X = pd.read_csv('X_3specialties_equalWeight_subsample.zip',compression='zip', index_col=False)
y = pd.read_csv('y_3specialties_equalWeight_subsample.zip',compression='zip')
groups = pd.read_csv('groups_3specialties_equalWeight_subsample.zip',compression='zip')

X = X.iloc[:,1:]
y = y.iloc[:,1:]
groups = groups.iloc[:,1:]

y_columns = y.columns

#le = LabelEncoder()
#y = y.values.ravel()
#y = le.fit_transform(y)
#y = pd.DataFrame(y)
#y.columns = y_columns


In [None]:
X.shape

## Logistic Regression with Imputation and without Regulariztion

In [None]:
def ML_LogReg_noPenalty_kfold(X, y, groups, random_state,n_folds):
    # create a test set
    
    splitter = GroupShuffleSplit(n_splits=1,test_size=0.2,random_state=random_state)
    
    for i_other,i_test in splitter.split(X, y, groups):
        X_other, y_other, groups_other = X.iloc[i_other], y.iloc[i_other], groups.iloc[i_other]
        X_test, y_test, groups_test = X.iloc[i_test], y.iloc[i_test], groups.iloc[i_test]
        
    kf = GroupKFold(n_splits=n_folds)
    
    # create the pipeline: preprocessor + supervised ML method
    
    categorical_ftrs = ['Prscrbr_City','Prscrbr_State_Abrvtn','Brnd_Name','Gnrc_Name']

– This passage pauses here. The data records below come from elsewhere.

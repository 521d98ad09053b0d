//! Order the final result set by recency and cap its size.

use chrono::{DateTime, NaiveDate, NaiveDateTime, Utc};

use crate::post::PostRecord;

/// Parse a post timestamp into UTC.
///
/// Accepts RFC 3339 (`2024-01-02T10:00:00.000Z`), a naive date-time read as
/// UTC, and a bare date read as UTC midnight.
#[must_use]
pub fn parse_timestamp(raw: &str) -> Option<DateTime<Utc>> {
    let raw = raw.trim();
    if raw.is_empty() {
        return None;
    }

    if let Ok(dt) = DateTime::parse_from_rfc3339(raw) {
        return Some(dt.with_timezone(&Utc));
    }
    if let Ok(naive) = NaiveDateTime::parse_from_str(raw, "%Y-%m-%dT%H:%M:%S%.f") {
        return Some(naive.and_utc());
    }
    NaiveDate::parse_from_str(raw, "%Y-%m-%d")
        .ok()
        .and_then(|date| date.and_hms_opt(0, 0, 0))
        .map(|naive| naive.and_utc())
}

/// Sort key: missing or unparsable timestamps compare lowest.
fn sort_key(post: &PostRecord) -> Option<DateTime<Utc>> {
    post.timestamp.as_deref().and_then(parse_timestamp)
}

/// Sort newest first, then keep at most `max_posts`.
///
/// The sort is stable, so posts with equal keys keep their incoming order.
#[must_use]
pub fn sequence(mut posts: Vec<PostRecord>, max_posts: usize) -> Vec<PostRecord> {
    posts.sort_by_cached_key(|post| std::cmp::Reverse(sort_key(post)));
    posts.truncate(max_posts);
    posts
}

    std_ftrs = ['Tot_Clms',  'Tot_30day_Fills', 'Tot_Day_Suply', 'Tot_Drug_Cst', 
                'Tot_Benes', 'GE65_Tot_Clms', 'GE65_Tot_30day_Fills', 'GE65_Tot_Drug_Cst',
                'GE65_Tot_Day_Suply', 'GE65_Tot_Benes']
    
    
    numeric_transformer = Pipeline(steps=[
    ('imputer', IterativeImputer(estimator = LinearRegression(), 
                                    random_state=random_state,max_iter=1000)),
    ('scaler', StandardScaler())])
    
    categorical_transformer = Pipeline(steps=[
        ('onehot', OneHotEncoder(sparse=False,handle_unknown='ignore'))])
    
    preprocessor = ColumnTransformer(
        transformers=[
        ('num', numeric_transformer, std_ftrs),
        ('onehot', categorical_transformer, categorical_ftrs)],
        remainder='passthrough')



    final_scaler = StandardScaler()
    
    pipe = make_pipeline(preprocessor,final_scaler, LogisticRegression(max_iter=10000))
    
    # the parameter(s) we want to tune

    
    param_grid = {'logisticregression__solver': ['saga'],
                  'logisticregression__penalty' : ['none']}
                   
    
    
    #f05_scorer = make_scorer(fbeta_score, beta=0.5, average = 'macro')
    # prepare gridsearch
    grid = GridSearchCV(pipe, 
                        param_grid=param_grid,
                        scoring = 'accuracy',
                        cv=kf, 
                        return_train_score = True,
                        verbose=10)
    
    # do kfold CV on _other
    
    grid_result = grid.fit(X_other, y_other.values.ravel(), groups=groups_other)
    
    #feature_names = grid.best_estimator_[0].get_feature_names_out()
    
    print()
    means = grid_result.cv_results_['mean_test_score']
    stds = grid_result.cv_results_['std_test_score']
    
    print(f'Best params: {grid.best_params_}')
    
    print(f"mean CV: {means} +/ {stds}")
    
    y_test_pred_proba = grid.predict_proba(X_test)
    
    y_test_pred = grid.predict(X_test)
    
    #score = accuracy_score(y_test,y_test_pred)
    
    feature_names = std_ftrs + list(grid.best_estimator_[0].named_transformers_['onehot'][0].get_feature_names(categorical_ftrs))
    
    f_05_score = fbeta_score(y_test, y_test_pred, beta = 0.5, labels=sorted(np.unique(y)), average='macro')
    
    cm = confusion_matrix(y_test, y_test_pred)
    
    accuracy = accuracy_score(y_test, y_test_pred)
    print("accuracy:", accuracy)
    
    
    return grid, X_test, y_test, f_05_score, cm, accuracy, feature_names

In [None]:
%%time
final_models_list = []
test_scores = []
best_params = []
confusion_mat = []
class_met = []
accuracy_scores = []
final_models = []
X_test_set_list =[]
y_test_set_list =[]
featname_list = []

for i in range(5):
    print(f'Random State # {i}')
    print()
    
    fin_grid, X_test_set, y_test_set, test_score,cmat, acc, feat_names = ML_LogReg_noPenalty_kfold(X, y, groups, 42*i , 4)
    
    #featname_list.append(featname)
    
    X_test_set_list.append(X_test_set)
    
    y_test_set_list.append(y_test_set)
    
    final_models_list.append(fin_grid)
    
    test_scores.append(test_score)
    
    confusion_mat.append(cmat)

    accuracy_scores.append(acc)
    
    featname_list.append(feat_names)


In [None]:
print(accuracy_scores)
print(np.mean(accuracy_scores))

In [None]:
os.chdir('../results')
file = open('LogReg_noPenalty_grid.save', 'wb')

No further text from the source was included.